=== Begin Enclosure ===

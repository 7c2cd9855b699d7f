// SPDX-License-Identifier: BUSL-1.1
// Copyright (c) 2026 Alfred Jean LLC

// Allow panic!/unwrap/expect in test code
#![cfg_attr(test, allow(clippy::panic))]
#![cfg_attr(test, allow(clippy::unwrap_used))]
#![cfg_attr(test, allow(clippy::expect_used))]

//! redo-engine: stage roles, the worker loop, the supervisor, and the monitor.

pub mod carrier_input;
pub mod error;
pub mod execute;
pub mod monitor;
pub mod pull;
pub mod roles;
pub mod supervisor;
pub mod worker;

pub use carrier_input::CarrierInput;
pub use error::{FatalError, StageError};
pub use execute::{ApplyExecute, ForwardExecute};
pub use monitor::Monitor;
pub use pull::EnginePullInput;
pub use roles::{Execute, Input, LogOnlyOutput, Output, Processed, PublishOutput};
pub use supervisor::Supervisor;
pub use worker::Worker;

=== End Enclosure ===

Please copy the lines in the records above between the one holding "#![cfg_attr(test, allow(clippy::unwrap_used))]" and the one holding "pub mod monitor;", inclusive, exactly and with no other line.

#![cfg_attr(test, allow(clippy::unwrap_used))]
#![cfg_attr(test, allow(clippy::expect_used))]

//! redo-engine: stage roles, the worker loop, the supervisor, and the monitor.

pub mod carrier_input;
pub mod error;
pub mod execute;
pub mod monitor;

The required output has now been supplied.